Reproduce each line from the records that holds "LaunchedApp".

▬▬▬▬▬▬

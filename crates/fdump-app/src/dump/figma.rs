//! Figma pipeline: evaluate the injected crawler and post-process its JSON.

use std::path::Path;

use chrono::Local;
use serde_json::Value;

use fdump_core::json::parse_value;
use fdump_core::prelude::*;
use fdump_core::DiagnosticsNode;
use fdump_daemon::vm_service::{evaluate, get_isolate, resolve_string, LibraryRef};

use super::inspector::fetch_tree_and_details;
use crate::artifacts::{error_offset, files, parse_error_report, success_report, DumpDir};
use crate::assets::embed;
use crate::config::Settings;
use crate::inject::CRAWLER_FILE_NAME;
use crate::session::Session;

/// Library URIs logged when the crawler library is not found.
const LIBRARY_LISTING_LIMIT: usize = 10;

/// Pick the crawler library: an exact file match first, then any URI
/// containing `hint`.
pub fn find_crawler_library<'a>(libraries: &'a [LibraryRef], hint: &str) -> Option<&'a LibraryRef> {
    libraries
        .iter()
        .find(|lib| lib.uri.ends_with(CRAWLER_FILE_NAME))
        .or_else(|| libraries.iter().find(|lib| lib.uri.contains(hint)))
}

fn log_available_libraries(libraries: &[LibraryRef]) {
    info!("Available libraries:");
    for lib in libraries.iter().take(LIBRARY_LISTING_LIMIT) {
        info!("  - {}", lib.uri);
    }
    if libraries.len() > LIBRARY_LISTING_LIMIT {
        info!("  ... and {} more", libraries.len() - LIBRARY_LISTING_LIMIT);
    }
}

/// Evaluate the crawler entry point, in its library when known.
async fn evaluate_entry_point(session: &Session, settings: &Settings) -> Result<Value> {
    let isolate_id = session.isolate_id();
    let crawler = &settings.crawler;

    let isolate = get_isolate(session, isolate_id).await?;
    let library = find_crawler_library(&isolate.libraries, &crawler.library_hint);
    match library {
        Some(lib) => info!("Found crawler library {} ({})", lib.uri, lib.id),
        None => {
            warn!(
                "Crawler library matching '{}' not found; evaluating in the root library",
                crawler.library_hint
            );
            log_available_libraries(&isolate.libraries);
        }
    }

    tokio::time::sleep(crawler.settle_delay()).await;

    info!("Evaluating {}", crawler.entry_expression);
    if let Some(lib) = library {
        match evaluate(session, isolate_id, Some(&lib.id), &crawler.entry_expression).await {
            Ok(result) => return Ok(result),
            Err(e) if e.is_connection_error() => return Err(e),
            Err(e) => warn!("Evaluation in {} failed, retrying without target: {}", lib.uri, e),
        }
    }

    evaluate(session, isolate_id, None, &crawler.entry_expression)
        .await
        .map_err(|e| {
            error!(
                "Could not evaluate {}; is the crawler compiled into the app? {}",
                crawler.entry_expression, e
            );
            e
        })
}

/// Parse the crawler payload, writing `error_log.txt` on failure.
fn parse_payload(raw: &str, dir: &mut DumpDir) -> Result<Value> {
    match parse_value(raw) {
        Ok(value) => Ok(value),
        Err(e) => {
            let message = e.to_string();
            let offset = error_offset(raw, e.line(), e.column());
            let log = dir.write_text(files::ERROR_LOG, &parse_error_report(raw, &message, offset))?;
            error!(
                "Crawler output is not valid JSON ({} chars), details in {}",
                raw.chars().count(),
                log.display()
            );
            Err(Error::ParseFailure { message, offset })
        }
    }
}

/// Turn a crawler-side `{ "error": ... }` payload into an error.
pub fn crawler_error(payload: &Value) -> Option<Error> {
    let error = payload.get("error").filter(|v| !v.is_null())?;

    let text = |v: &Value| match v {
        Value::String(s) => s.clone(),
        other => other.to_string(),
    };

    let mut message = text(error);
    for (key, label) in [("debug", "debug"), ("hint", "hint")] {
        if let Some(value) = payload.get(key).filter(|v| !v.is_null()) {
            message.push_str(&format!("\n{}: {}", label, text(value)));
        }
    }
    if let Some(stack) = payload.get("stackTrace").filter(|v| !v.is_null()) {
        message.push_str(&format!("\n\nstack trace:\n{}", text(stack)));
    }

    Some(Error::CrawlerReported { message })
}

/// Run the figma dump. Returns the node count of the crawler tree.
pub async fn run(
    session: &Session,
    settings: &Settings,
    project_root: &Path,
    dir: &mut DumpDir,
) -> Result<usize> {
    let result = evaluate_entry_point(session, settings).await?;
    let resolved = resolve_string(session, session.isolate_id(), &result).await?;
    if !resolved.complete {
        warn!("Crawler output may be truncated; parsing best-effort value");
    }
    let raw = resolved.value;
    info!("Crawler output: {} chars", raw.chars().count());

    // Persisted before parsing so a bad payload can still be inspected.
    dir.write_text(files::FIGMA_LAYOUT_RAW, &raw)?;

    let mut payload = parse_payload(&raw, dir)?;
    if let Some(e) = crawler_error(&payload) {
        return Err(e);
    }

    let images = embed(&mut payload, project_root, settings.assets.max_bytes);
    let layout = DiagnosticsNode::new(payload);
    dir.write_json(files::FIGMA_LAYOUT, &layout)?;

    if settings.crawler.fetch_details {
        fetch_tree_and_details(session, settings, dir).await?;
    }

    let node_count = layout.node_count();
    let mut listed = dir.written().to_vec();
    listed.push(dir.path().join(files::SUCCESS_LOG));
    dir.write_text(
        files::SUCCESS_LOG,
        &success_report(Local::now(), raw.chars().count(), node_count, &images, &listed),
    )?;

    info!("Crawler tree has {} nodes", node_count);
    Ok(node_count)
}
//! Dump orchestration
//!
//! [`run_dump`] wires the pieces together for one extraction:
//!
//! 1. figma mode: inject the crawler source (before launching, so it is compiled in)
//! 2. launch `flutter run --machine`, or attach to a given VM Service URI
//! 3. connect a [`Session`]
//! 4. figma mode + attach: hot reload so the injected source is picked up
//! 5. run the [`inspector`] or [`figma`] pipeline into the output directory
//! 6. tear everything down again, whatever happened
//!
//! Teardown also runs through `Drop` if the returned future is cancelled:
//! [`InjectionGuard`] restores sources and `FlutterProcess` kills the child.

pub mod figma;
pub mod inspector;

use std::path::{Path, PathBuf};

use fdump_core::prelude::*;
use fdump_daemon::{launch, FlutterCommand, LaunchedApp};

use crate::artifacts::DumpDir;
use crate::config::{DumpMode, Settings};
use crate::inject::{inject, InjectionGuard};
use crate::session::Session;

/// Where the VM Service comes from.
#[derive(Debug, Clone)]
pub enum Target {
    /// Start the app with `flutter run --machine`.
    Launch(FlutterCommand),
    /// Use an already running app.
    Attach { ws_uri: String },
}

/// One dump invocation.
#[derive(Debug, Clone)]
pub struct DumpRequest {
    pub project_path: PathBuf,
    pub mode: DumpMode,
    pub target: Target,
    /// Overrides the mode's default output directory.
    pub output_dir: Option<PathBuf>,
}

impl DumpRequest {
    /// Resolved output directory; relative paths are taken from the project.
    pub fn output_dir(&self, settings: &Settings) -> PathBuf {
        match &self.output_dir {
            Some(dir) if dir.is_absolute() => dir.clone(),
            Some(dir) => self.project_path.join(dir),
            None => self
                .project_path
                .join(settings.output.dir_for(self.mode)),
        }
    }
}

/// What a successful dump produced.
#[derive(Debug, Clone)]
pub struct DumpOutcome {
    pub mode: DumpMode,
    pub output_dir: PathBuf,
    pub files: Vec<PathBuf>,
    pub node_count: usize,
}

/// Everything that must be released at the end of a dump.
#[derive(Default)]
struct Resources {
    injection: Option<InjectionGuard>,
    app: Option<LaunchedApp>,
    session: Option<Session>,
}

impl Resources {
    /// Close the connection, restore sources, stop the app. Idempotent.
    async fn teardown(&mut self) {
        if let Some(mut session) = self.session.take() {
            session.close().await;
        }
        if let Some(mut guard) = self.injection.take() {
            if let Err(e) = guard.cleanup() {
                error!("Failed to restore injected sources: {}", e);
            }
        }
        if let Some(mut app) = self.app.take() {
            app.stop().await;
        }
    }
}

/// Read the crawler source named by the settings, relative to the project.
fn read_crawler_source(project_path: &Path, settings: &Settings) -> Result<String> {
    let Some(source) = settings.crawler.source.as_ref() else {
        return Err(Error::config(
            "figma mode needs a crawler source (--crawler or [crawler].source)",
        ));
    };
    let path = if source.is_absolute() {
        source.clone()
    } else {
        project_path.join(source)
    };
    std::fs::read_to_string(&path)
        .map_err(|e| Error::config(format!("cannot read crawler {}: {}", path.display(), e)))
}

/// Run one dump from start to teardown.
pub async fn run_dump(request: &DumpRequest, settings: &Settings) -> Result<DumpOutcome> {
    info!(
        "Starting {} dump of {}",
        request.mode,
        request.project_path.display()
    );

    let mut resources = Resources::default();
    let result = run_with(request, settings, &mut resources).await;
    resources.teardown().await;

    match &result {
        Ok(outcome) => info!(
            "Dump finished: {} nodes, {} files in {}",
            outcome.node_count,
            outcome.files.len(),
            outcome.output_dir.display()
        ),
        Err(e) => error!("Dump failed: {}", e),
    }
    result
}

async fn run_with(
    request: &DumpRequest,
    settings: &Settings,
    resources: &mut Resources,
) -> Result<DumpOutcome> {
    let project_path = request.project_path.as_path();

    if request.mode == DumpMode::Figma {
        let source = read_crawler_source(project_path, settings)?;
        resources.injection = Some(inject(project_path, &source)?);
    }

    let ws_uri = match &request.target {
        Target::Launch(command) => {
            let app = launch(
                command,
                project_path,
                settings.connection.debug_port_timeout(),
            )
            .await?;
            let ws_uri = app.ws_uri.clone();
            resources.app = Some(app);
            ws_uri
        }
        Target::Attach { ws_uri } => ws_uri.clone(),
    };

    let session = resources.session.insert(
        Session::connect_with_limit(&ws_uri, settings.connection.max_message_bytes()).await?,
    );

    if request.mode == DumpMode::Figma && matches!(request.target, Target::Attach { .. }) {
        match session.hot_reload(settings.connection.service_wait()).await {
            Ok(true) => tokio::time::sleep(settings.crawler.hot_reload_delay()).await,
            Ok(false) => {}
            Err(e) => warn!("Hot reload failed (continuing): {}", e),
        }
    }

    let output_dir = request.output_dir(settings);
    let mut dir = DumpDir::create(&output_dir)?;

    let outcome = match request.mode {
        DumpMode::Inspector => inspector::run(session, settings, &mut dir).await,
        DumpMode::Figma => figma::run(session, settings, project_path, &mut dir).await,
    };

    if outcome.is_err() && !dir.written().is_empty() {
        info!(
            "Partial results kept in {}: {} file(s)",
            dir.path().display(),
            dir.written().len()
        );
    }

    Ok(DumpOutcome {
        mode: request.mode,
        output_dir,
        files: dir.written().to_vec(),
        node_count: outcome?,
    })
}

#[cfg(test)]
mod tests {
    use super::*;

    fn request(output_dir: Option<PathBuf>) -> DumpRequest {
        DumpRequest {
            project_path: PathBuf::from("/work/app"),
            mode: DumpMode::Figma,
            target: Target::Attach {
                ws_uri: "ws://127.0.0.1:1/ws".to_string(),
            },
            output_dir,
        }
    }

    #[test]
    fn test_output_dir_resolution() {
        let settings = Settings::default();
        assert_eq!(
            request(None).output_dir(&settings),
            PathBuf::from("/work/app/flutter_figma_dump")
        );
        assert_eq!(
            request(Some(PathBuf::from("out"))).output_dir(&settings),
            PathBuf::from("/work/app/out")
        );
    }

    #[test]
    fn test_figma_mode_requires_crawler_source() {
        let err = read_crawler_source(Path::new("/work/app"), &Settings::default()).unwrap_err();
        assert!(matches!(err, Error::Config { .. }));
    }

    #[tokio::test]
    async fn test_failed_connect_restores_injected_sources() {
        let project = tempfile::tempdir().unwrap();
        std::fs::create_dir_all(project.path().join("lib")).unwrap();
        std::fs::write(project.path().join("lib/main.dart"), "void main() {}\n").unwrap();
        std::fs::write(project.path().join("crawler.dart"), "// crawler\n").unwrap();

        let mut settings = Settings::default();
        settings.crawler.source = Some(PathBuf::from("crawler.dart"));

        let request = DumpRequest {
            project_path: project.path().to_path_buf(),
            mode: DumpMode::Figma,
            target: Target::Attach {
                ws_uri: "ws://127.0.0.1:9/ws".to_string(),
            },
            output_dir: None,
        };

        let err = run_dump(&request, &settings).await.unwrap_err();
        assert!(err.is_connection_error());
        assert_eq!(
            std::fs::read_to_string(project.path().join("lib/main.dart")).unwrap(),
            "void main() {}\n"
        );
        assert!(!project.path().join("lib/figma_temp_crawler.dart").exists());
    }
}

▬▬▬▬▬▬

--- Response area ---
use fdump_daemon::{launch, FlutterCommand, LaunchedApp};
    app: Option<LaunchedApp>,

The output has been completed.